Beer-Miso-Sriracha Roasted Chickpeas

Beer-Miso-Sriracha Roasted Chickpeas
Created By: Chef Derek Sarno, Wicked Healthy Food
Use: Pedrosillano Garbanzo Beans, York Garbanzo Beans
Yields: About 1.5 cups cooked

Beer-Miso-Sriracha Roasted Chickpeas
Recipe and photo courtesy of Chef Derek Sarno, Wicked Healthy

This is one wicked easy recipe sure to quell that savory snack-time craving. Since this came about on a whim and ingredients can change like the weather, listed below is the best guesstimate. Feel free to alter to your taste.

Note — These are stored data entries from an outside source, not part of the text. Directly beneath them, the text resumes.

//! # Authentication Module
//!
//! This module provides the authentication primitives for the TaskDeck API:
//! password hashing and verification, session token issuance and
//! verification, and the access-gate extractor that binds a caller identity
//! to each request.
//!
//! Passwords are hashed with Argon2, which salts every hash so two hashes
//! of the same password differ. Session tokens are HS256-signed JWTs keyed
//! with a process-wide secret; verification is purely cryptographic and
//! never consults the database.

use std::sync::Arc;

use argon2::{
    password_hash::{rand_core::OsRng, PasswordHash, SaltString},
    Argon2, PasswordHasher, PasswordVerifier,
};
use axum::{
    extract::FromRequestParts,
    http::{header::AUTHORIZATION, request::Parts},
};
use chrono::{Duration, Utc};
use eyre::Result;
use jsonwebtoken::{
    decode, encode, errors::ErrorKind, DecodingKey, EncodingKey, Header, Validation,
};
use serde::{Deserialize, Serialize};
use taskdeck_core::errors::TaskError;
use uuid::Uuid;

use crate::{middleware::error_handling::AppError, ApiState};

/// Session token lifetime: a fixed window from issuance. Expiry is the only
/// way a token dies; there is no server-side revocation.
const TOKEN_TTL_DAYS: i64 = 7;

/// Hashes a password using the Argon2 algorithm.
///
/// Generates a fresh random salt per call and returns the hash in PHC
/// string format (algorithm, version, parameters, salt, and hash).
pub fn hash_password(password: &str) -> Result<String> {
    // Generate a fresh, random salt
    let salt = SaltString::generate(&mut OsRng);

    // Create default Argon2 instance
    let argon2 = Argon2::default();

    // Hash the password with salt
    let password_hash = argon2
        .hash_password(password.as_bytes(), &salt)
        .map_err(|e| eyre::eyre!("Error hashing password: {}", e))?
        .to_string();

    Ok(password_hash)
}

/// Verifies a password against a stored hash.
///
/// Re-derives with the salt embedded in the PHC string. A malformed stored
/// hash is a no-match, not an error, so callers get a single boolean and
/// nothing to turn into an oracle.
pub fn verify_password(password: &str, hash: &str) -> bool {
    let Ok(parsed_hash) = PasswordHash::new(hash) else {
        return false;
    };
    Argon2::default()
        .verify_password(password.as_bytes(), &parsed_hash)
        .is_ok()
}

/// Claims carried by a session token: the account id (`sub`), the
/// human-readable identity label, and the issuance/expiry timestamps the
/// signature covers.
#[derive(Debug, Clone, Serialize, Deserialize)]
pub struct Claims {
    pub sub: String,
    pub email: String,
    pub iat: i64,
    pub exp: i64,
}

/// Why a presented token was refused.
///
/// Structural invalidity and signature mismatch are deliberately collapsed
/// into `Malformed`; distinguishing them would hand an attacker an oracle.
#[derive(Debug, Clone, Copy, PartialEq, Eq)]
pub enum TokenRejection {
    /// Signature valid, clock past expiry. The caller needs to log in again.
    Expired,
    /// Structurally invalid or signature mismatch.
    Malformed,
}

/// Session token issuer/verifier, keyed once at startup.
pub struct TokenAuth {
    encoding_key: EncodingKey,
    decoding_key: DecodingKey,
    validation: Validation,
}

impl TokenAuth {
    pub fn new(secret: &[u8]) -> Self {
        Self {
            encoding_key: EncodingKey::from_secret(secret),
            decoding_key: DecodingKey::from_secret(secret),
            validation: Validation::default(),
        }
    }

    /// Mints a signed token asserting `user_id`, expiring [`TOKEN_TTL_DAYS`]
    /// from now.
    pub fn issue(&self, user_id: Uuid, email: &str) -> Result<String> {
        let now = Utc::now();
        let claims = Claims {
            sub: user_id.to_string(),
            email: email.to_string(),
            iat: now.timestamp(),
            exp: (now + Duration::days(TOKEN_TTL_DAYS)).timestamp(),
        };

        encode(&Header::default(), &claims, &self.encoding_key)
            .map_err(|e| eyre::eyre!("Error signing session token: {}", e))
    }

    /// Checks signature and expiry, returning the embedded claims on
    /// success. No database access.
    pub fn verify(&self, token: &str) -> Result<Claims, TokenRejection> {
        decode::<Claims>(token, &self.decoding_key, &self.validation)
            .map(|data| data.claims)
            .map_err(|e| match e.kind() {
                ErrorKind::ExpiredSignature => TokenRejection::Expired,
                _ => TokenRejection::Malformed,
            })
    }
}

/// The caller identity bound by the access gate.
///
/// Declaring an `AuthUser` argument on a handler routes the request through
/// the gate: no token yields 401, an expired token yields 401 with a
/// re-login message, and a malformed token yields 403, all before the
/// handler body runs.
#[derive(Debug, Clone)]
pub struct AuthUser {
    pub id: Uuid,
    pub email: String,
}

#[axum::async_trait]
impl FromRequestParts<Arc<ApiState>> for AuthUser {
    type Rejection = AppError;

    async fn from_request_parts(
        parts: &mut Parts,
        state: &Arc<ApiState>,
    ) -> Result<Self, Self::Rejection> {
        let token = bearer_token(parts).ok_or_else(|| {
            AppError(TaskError::Authentication(
                "Authentication required".to_string(),
            ))
        })?;

        let claims = state.tokens.verify(token).map_err(|rejection| {
            AppError(match rejection {
                TokenRejection::Expired => TaskError::Authentication(
                    "Session expired, please log in again".to_string(),
                ),
                TokenRejection::Malformed => {
                    TaskError::Authorization("Invalid authentication token".to_string())
                }
            })
        })?;

        // A sub that is not a UUID cannot have been minted by us
        let id = claims.sub.parse::<Uuid>().map_err(|_| {
            AppError(TaskError::Authorization(
                "Invalid authentication token".to_string(),
            ))
        })?;

        Ok(AuthUser {
            id,
            email: claims.email,
        })
    }
}

fn bearer_token(parts: &Parts) -> Option<&str> {
    parts
        .headers
        .get(AUTHORIZATION)?
        .to_str()
        .ok()?
        .strip_prefix("Bearer ")
}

1.5 - 2 cups cooked Pedrosillano or York White Garbanzo beans (about 3/4 cup dried)

1 Tablespoon Sriracha

1 Tablespoon Organic Miso paste (doesn’t matter what color)

1/3 can beer, whatever you are drinking works.  (We used a local Austin favorite for this one- Fire Mans 4 Real Ale)


Heat oven to 375 degrees

Whisk wet ingredients until mixed well

Toss mixture with cooked chickpeas

Place on baking pan

Roast at 375 degrees for 20-30 minutes, shake and stir during the time until mixture is evaporated and chickpeas begin to get color. Don’t burn these babies!

Garnish with black and white sesame seeds and dried chili maybe a little smoked salt if you have it hanging around.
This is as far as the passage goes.